Records excerpted from a collection:
* * * * * * *

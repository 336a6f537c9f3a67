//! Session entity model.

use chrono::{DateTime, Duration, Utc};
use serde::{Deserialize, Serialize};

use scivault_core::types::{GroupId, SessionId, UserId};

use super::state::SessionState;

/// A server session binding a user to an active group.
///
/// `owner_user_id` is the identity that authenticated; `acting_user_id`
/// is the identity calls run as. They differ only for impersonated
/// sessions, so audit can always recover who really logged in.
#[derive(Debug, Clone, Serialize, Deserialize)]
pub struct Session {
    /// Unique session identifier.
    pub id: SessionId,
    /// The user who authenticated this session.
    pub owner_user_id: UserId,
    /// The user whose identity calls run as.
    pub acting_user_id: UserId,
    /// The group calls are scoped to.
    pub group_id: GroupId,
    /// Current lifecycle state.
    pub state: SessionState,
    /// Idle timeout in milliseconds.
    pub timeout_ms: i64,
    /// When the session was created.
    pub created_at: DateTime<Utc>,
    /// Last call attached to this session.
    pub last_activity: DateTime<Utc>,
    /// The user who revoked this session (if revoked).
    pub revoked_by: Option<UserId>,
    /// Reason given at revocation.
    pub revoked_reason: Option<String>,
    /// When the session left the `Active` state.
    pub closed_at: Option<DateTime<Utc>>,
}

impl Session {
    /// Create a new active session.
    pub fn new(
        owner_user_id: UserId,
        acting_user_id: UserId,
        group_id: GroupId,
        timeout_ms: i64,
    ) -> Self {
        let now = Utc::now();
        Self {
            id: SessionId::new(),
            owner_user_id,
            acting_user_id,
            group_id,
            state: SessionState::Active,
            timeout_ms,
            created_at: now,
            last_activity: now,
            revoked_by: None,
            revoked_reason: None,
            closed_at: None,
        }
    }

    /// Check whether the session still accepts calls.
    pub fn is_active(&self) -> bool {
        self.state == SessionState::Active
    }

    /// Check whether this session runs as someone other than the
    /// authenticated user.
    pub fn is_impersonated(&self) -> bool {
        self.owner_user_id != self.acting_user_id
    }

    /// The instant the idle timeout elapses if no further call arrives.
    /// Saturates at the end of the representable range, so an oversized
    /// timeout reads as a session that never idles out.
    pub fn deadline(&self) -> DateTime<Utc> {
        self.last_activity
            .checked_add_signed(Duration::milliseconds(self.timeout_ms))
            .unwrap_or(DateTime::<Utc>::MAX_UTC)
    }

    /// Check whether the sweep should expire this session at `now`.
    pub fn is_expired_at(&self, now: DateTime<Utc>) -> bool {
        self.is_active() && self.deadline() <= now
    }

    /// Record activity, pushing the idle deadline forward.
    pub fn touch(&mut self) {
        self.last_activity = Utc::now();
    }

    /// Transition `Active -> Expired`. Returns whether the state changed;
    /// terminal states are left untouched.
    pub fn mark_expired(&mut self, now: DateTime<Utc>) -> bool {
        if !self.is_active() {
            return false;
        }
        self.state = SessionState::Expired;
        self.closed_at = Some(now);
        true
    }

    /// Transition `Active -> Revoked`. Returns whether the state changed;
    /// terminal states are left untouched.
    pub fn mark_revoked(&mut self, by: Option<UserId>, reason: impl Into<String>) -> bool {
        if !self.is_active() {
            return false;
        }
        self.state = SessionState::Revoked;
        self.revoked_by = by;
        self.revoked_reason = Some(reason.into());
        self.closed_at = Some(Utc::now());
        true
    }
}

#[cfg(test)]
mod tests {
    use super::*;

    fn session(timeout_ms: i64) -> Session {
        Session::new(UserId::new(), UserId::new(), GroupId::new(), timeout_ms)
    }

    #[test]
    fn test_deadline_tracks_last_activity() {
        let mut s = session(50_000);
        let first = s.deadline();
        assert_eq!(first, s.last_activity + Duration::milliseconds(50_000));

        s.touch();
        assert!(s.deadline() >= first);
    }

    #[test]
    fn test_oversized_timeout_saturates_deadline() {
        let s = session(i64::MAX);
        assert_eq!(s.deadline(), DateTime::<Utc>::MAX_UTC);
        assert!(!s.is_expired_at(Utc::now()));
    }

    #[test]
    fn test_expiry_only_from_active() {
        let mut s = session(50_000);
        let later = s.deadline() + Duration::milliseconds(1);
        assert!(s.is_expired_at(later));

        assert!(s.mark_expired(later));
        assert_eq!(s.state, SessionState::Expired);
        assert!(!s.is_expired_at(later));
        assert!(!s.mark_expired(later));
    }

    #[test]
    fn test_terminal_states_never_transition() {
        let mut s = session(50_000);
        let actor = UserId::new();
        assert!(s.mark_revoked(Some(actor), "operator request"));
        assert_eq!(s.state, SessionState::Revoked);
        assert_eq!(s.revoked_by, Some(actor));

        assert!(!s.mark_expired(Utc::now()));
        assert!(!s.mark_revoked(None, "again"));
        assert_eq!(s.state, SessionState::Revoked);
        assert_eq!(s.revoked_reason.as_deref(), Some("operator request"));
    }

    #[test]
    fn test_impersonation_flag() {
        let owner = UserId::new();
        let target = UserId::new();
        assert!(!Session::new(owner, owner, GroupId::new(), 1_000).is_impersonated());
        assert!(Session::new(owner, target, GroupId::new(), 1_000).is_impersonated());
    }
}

* * * * * * *

Exercise directions :: Exact duplication of all the data above is expected.

Answer to this problem ::
repository 336a6f537c9f3a67
//! Session entity model.

use chrono::{DateTime, Duration, Utc};
use serde::{Deserialize, Serialize};

use scivault_core::types::{GroupId, SessionId, UserId};

use super::state::SessionState;

/// A server session binding a user to an active group.
///
/// `owner_user_id` is the identity that authenticated; `acting_user_id`
/// is the identity calls run as. They differ only for impersonated
/// sessions, so audit can always recover who really logged in.
#[derive(Debug, Clone, Serialize, Deserialize)]
pub struct Session {
    /// Unique session identifier.
    pub id: SessionId,
    /// The user who authenticated this session.
    pub owner_user_id: UserId,
    /// The user whose identity calls run as.
    pub acting_user_id: UserId,
    /// The group calls are scoped to.
    pub group_id: GroupId,
    /// Current lifecycle state.
    pub state: SessionState,
    /// Idle timeout in milliseconds.
    pub timeout_ms: i64,
    /// When the session was created.
    pub created_at: DateTime<Utc>,
    /// Last call attached to this session.
    pub last_activity: DateTime<Utc>,
    /// The user who revoked this session (if revoked).
    pub revoked_by: Option<UserId>,
    /// Reason given at revocation.
    pub revoked_reason: Option<String>,
    /// When the session left the `Active` state.
    pub closed_at: Option<DateTime<Utc>>,
}

impl Session {
    /// Create a new active session.
    pub fn new(
        owner_user_id: UserId,
        acting_user_id: UserId,
        group_id: GroupId,
        timeout_ms: i64,
    ) -> Self {
        let now = Utc::now();
        Self {
            id: SessionId::new(),
            owner_user_id,
            acting_user_id,
            group_id,
            state: SessionState::Active,
            timeout_ms,
            created_at: now,
            last_activity: now,
            revoked_by: None,
            revoked_reason: None,
            closed_at: None,
        }
    }

    /// Check whether the session still accepts calls.
    pub fn is_active(&self) -> bool {
        self.state == SessionState::Active
    }

    /// Check whether this session runs as someone other than the
    /// authenticated user.
    pub fn is_impersonated(&self) -> bool {
        self.owner_user_id != self.acting_user_id
    }

    /// The instant the idle timeout elapses if no further call arrives.
    /// Saturates at the end of the representable range, so an oversized
    /// timeout reads as a session that never idles out.
    pub fn deadline(&self) -> DateTime<Utc> {
        self.last_activity
            .checked_add_signed(Duration::milliseconds(self.timeout_ms))
            .unwrap_or(DateTime::<Utc>::MAX_UTC)
    }

    /// Check whether the sweep should expire this session at `now`.
    pub fn is_expired_at(&self, now: DateTime<Utc>) -> bool {
        self.is_active() && self.deadline() <= now
    }

    /// Record activity, pushing the idle deadline forward.
    pub fn touch(&mut self) {
        self.last_activity = Utc::now();
    }

    /// Transition `Active -> Expired`. Returns whether the state changed;
    /// terminal states are left untouched.
    pub fn mark_expired(&mut self, now: DateTime<Utc>) -> bool {
        if !self.is_active() {
            return false;
        }
        self.state = SessionState::Expired;
        self.closed_at = Some(now);
        true
    }

    /// Transition `Active -> Revoked`. Returns whether the state changed;
    /// terminal states are left untouched.
    pub fn mark_revoked(&mut self, by: Option<UserId>, reason: impl Into<String>) -> bool {
        if !self.is_active() {
            return false;
        }
        self.state = SessionState::Revoked;
        self.revoked_by = by;
        self.revoked_reason = Some(reason.into());
        self.closed_at = Some(Utc::now());
        true
    }
}

#[cfg(test)]
mod tests {
    use super::*;

    fn session(timeout_ms: i64) -> Session {
        Session::new(UserId::new(), UserId::new(), GroupId::new(), timeout_ms)
    }

    #[test]
    fn test_deadline_tracks_last_activity() {
        let mut s = session(50_000);
        let first = s.deadline();
        assert_eq!(first, s.last_activity + Duration::milliseconds(50_000));

        s.touch();
        assert!(s.deadline() >= first);
    }

    #[test]
    fn test_oversized_timeout_saturates_deadline() {
        let s = session(i64::MAX);
        assert_eq!(s.deadline(), DateTime::<Utc>::MAX_UTC);
        assert!(!s.is_expired_at(Utc::now()));
    }

    #[test]
    fn test_expiry_only_from_active() {
        let mut s = session(50_000);
        let later = s.deadline() + Duration::milliseconds(1);
        assert!(s.is_expired_at(later));

        assert!(s.mark_expired(later));
        assert_eq!(s.state, SessionState::Expired);
        assert!(!s.is_expired_at(later));
        assert!(!s.mark_expired(later));
    }

    #[test]
    fn test_terminal_states_never_transition() {
        let mut s = session(50_000);
        let actor = UserId::new();
        assert!(s.mark_revoked(Some(actor), "operator request"));
        assert_eq!(s.state, SessionState::Revoked);
        assert_eq!(s.revoked_by, Some(actor));

        assert!(!s.mark_expired(Utc::now()));
        assert!(!s.mark_revoked(None, "again"));
        assert_eq!(s.state, SessionState::Revoked);
        assert_eq!(s.revoked_reason.as_deref(), Some("operator request"));
    }

    #[test]
    fn test_impersonation_flag() {
        let owner = UserId::new();
        let target = UserId::new();
        assert!(!Session::new(owner, owner, GroupId::new(), 1_000).is_impersonated());
        assert!(Session::new(owner, target, GroupId::new(), 1_000).is_impersonated());
    }
}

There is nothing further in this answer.